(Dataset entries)
=== Begin Enclosure ===

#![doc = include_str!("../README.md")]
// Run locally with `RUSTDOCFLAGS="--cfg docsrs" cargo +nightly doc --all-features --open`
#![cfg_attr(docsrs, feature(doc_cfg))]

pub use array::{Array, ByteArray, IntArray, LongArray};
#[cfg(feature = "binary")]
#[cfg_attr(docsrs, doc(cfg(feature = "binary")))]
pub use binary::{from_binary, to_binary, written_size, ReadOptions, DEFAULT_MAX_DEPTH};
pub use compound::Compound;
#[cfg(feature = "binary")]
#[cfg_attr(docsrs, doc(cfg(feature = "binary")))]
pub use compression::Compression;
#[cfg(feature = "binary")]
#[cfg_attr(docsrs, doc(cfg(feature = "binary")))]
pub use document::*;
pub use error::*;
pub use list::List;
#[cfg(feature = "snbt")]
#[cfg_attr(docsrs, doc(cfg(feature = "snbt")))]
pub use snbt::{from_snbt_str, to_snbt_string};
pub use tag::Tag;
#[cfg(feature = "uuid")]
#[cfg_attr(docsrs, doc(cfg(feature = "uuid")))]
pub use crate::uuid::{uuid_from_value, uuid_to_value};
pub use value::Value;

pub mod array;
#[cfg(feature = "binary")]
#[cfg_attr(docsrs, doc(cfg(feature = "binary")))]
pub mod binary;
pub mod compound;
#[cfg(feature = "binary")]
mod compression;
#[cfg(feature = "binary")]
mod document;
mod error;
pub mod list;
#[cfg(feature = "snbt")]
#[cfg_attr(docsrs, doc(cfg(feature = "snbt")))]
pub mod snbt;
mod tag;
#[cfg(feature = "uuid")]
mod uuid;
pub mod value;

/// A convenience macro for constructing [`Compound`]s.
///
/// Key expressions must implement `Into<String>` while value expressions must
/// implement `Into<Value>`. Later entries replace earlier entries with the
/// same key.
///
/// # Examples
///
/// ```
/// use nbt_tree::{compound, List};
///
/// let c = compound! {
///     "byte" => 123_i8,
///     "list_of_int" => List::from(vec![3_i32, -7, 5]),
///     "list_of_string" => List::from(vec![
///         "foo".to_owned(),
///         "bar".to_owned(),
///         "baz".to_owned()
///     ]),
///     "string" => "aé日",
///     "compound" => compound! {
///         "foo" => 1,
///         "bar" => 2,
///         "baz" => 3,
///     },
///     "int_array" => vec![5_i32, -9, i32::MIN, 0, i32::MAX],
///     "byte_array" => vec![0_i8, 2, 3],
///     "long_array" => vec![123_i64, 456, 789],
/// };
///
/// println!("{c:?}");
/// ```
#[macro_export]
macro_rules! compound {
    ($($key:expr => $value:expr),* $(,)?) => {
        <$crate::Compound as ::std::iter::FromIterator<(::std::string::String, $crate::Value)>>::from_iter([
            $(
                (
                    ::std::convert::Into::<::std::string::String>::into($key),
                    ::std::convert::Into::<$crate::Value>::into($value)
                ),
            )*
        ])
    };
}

=== End Enclosure ===
=== Begin Enclosure ===

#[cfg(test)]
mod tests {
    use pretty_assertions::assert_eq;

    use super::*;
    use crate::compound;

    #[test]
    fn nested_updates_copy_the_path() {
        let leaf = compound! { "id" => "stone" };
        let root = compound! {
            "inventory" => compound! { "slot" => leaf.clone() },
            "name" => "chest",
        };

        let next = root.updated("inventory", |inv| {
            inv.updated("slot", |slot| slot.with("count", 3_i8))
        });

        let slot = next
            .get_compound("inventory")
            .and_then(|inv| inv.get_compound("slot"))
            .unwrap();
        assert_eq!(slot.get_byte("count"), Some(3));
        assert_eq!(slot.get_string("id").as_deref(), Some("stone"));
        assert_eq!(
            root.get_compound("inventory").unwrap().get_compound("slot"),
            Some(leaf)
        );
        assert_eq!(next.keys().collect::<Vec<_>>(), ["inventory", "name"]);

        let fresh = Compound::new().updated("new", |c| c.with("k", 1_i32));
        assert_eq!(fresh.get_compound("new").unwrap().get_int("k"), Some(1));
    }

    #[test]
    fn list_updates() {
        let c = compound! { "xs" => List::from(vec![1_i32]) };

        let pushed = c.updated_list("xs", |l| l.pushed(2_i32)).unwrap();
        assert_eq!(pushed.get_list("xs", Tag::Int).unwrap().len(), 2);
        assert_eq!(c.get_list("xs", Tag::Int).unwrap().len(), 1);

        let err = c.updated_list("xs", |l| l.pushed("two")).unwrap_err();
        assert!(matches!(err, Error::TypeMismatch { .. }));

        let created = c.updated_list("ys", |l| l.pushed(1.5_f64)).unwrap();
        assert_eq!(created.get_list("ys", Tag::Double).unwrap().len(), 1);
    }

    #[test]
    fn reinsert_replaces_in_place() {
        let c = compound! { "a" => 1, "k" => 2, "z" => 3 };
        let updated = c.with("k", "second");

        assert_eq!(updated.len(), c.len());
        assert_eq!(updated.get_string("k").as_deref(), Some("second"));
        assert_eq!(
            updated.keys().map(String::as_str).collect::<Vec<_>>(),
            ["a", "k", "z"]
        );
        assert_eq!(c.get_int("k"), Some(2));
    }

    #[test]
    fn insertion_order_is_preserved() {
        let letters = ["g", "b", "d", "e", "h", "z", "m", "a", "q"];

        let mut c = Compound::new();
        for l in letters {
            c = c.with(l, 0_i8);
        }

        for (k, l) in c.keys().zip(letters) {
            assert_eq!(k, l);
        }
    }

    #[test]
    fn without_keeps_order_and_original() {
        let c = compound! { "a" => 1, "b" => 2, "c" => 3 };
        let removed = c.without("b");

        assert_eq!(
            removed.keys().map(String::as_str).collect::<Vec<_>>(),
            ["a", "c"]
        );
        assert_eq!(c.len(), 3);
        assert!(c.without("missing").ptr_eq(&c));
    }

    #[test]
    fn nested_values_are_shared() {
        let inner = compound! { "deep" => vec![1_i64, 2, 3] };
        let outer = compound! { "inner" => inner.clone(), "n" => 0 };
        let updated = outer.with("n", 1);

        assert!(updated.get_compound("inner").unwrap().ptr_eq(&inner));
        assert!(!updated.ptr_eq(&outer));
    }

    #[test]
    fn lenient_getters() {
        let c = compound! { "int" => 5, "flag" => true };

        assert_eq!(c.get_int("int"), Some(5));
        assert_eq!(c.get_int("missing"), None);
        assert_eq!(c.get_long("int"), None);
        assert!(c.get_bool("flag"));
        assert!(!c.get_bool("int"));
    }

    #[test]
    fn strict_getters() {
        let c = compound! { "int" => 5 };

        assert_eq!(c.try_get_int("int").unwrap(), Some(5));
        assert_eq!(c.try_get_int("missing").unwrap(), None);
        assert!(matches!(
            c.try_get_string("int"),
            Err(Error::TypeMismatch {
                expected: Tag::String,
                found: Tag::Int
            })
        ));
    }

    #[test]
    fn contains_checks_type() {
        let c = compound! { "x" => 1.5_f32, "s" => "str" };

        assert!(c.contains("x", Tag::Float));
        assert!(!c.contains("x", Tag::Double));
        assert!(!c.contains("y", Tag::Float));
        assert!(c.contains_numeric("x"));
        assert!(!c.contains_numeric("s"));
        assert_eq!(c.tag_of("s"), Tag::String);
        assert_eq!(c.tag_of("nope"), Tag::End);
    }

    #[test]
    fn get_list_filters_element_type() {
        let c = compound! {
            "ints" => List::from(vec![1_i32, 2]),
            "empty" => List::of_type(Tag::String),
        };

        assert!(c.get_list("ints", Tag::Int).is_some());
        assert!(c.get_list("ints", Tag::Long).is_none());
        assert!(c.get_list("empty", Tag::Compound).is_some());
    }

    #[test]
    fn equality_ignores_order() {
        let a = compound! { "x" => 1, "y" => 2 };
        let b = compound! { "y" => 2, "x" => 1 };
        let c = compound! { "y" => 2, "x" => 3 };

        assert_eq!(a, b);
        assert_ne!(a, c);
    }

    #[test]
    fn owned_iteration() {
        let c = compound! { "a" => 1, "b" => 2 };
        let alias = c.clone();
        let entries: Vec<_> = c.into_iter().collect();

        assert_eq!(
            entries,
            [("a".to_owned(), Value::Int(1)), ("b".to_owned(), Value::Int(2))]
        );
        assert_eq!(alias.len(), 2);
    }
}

=== End Enclosure ===

The problem:
Search the data and copy each line containing "fresh".

Solution to the exercise:
        let fresh = Compound::new().updated("new", |c| c.with("k", 1_i32));
        assert_eq!(fresh.get_compound("new").unwrap().get_int("k"), Some(1));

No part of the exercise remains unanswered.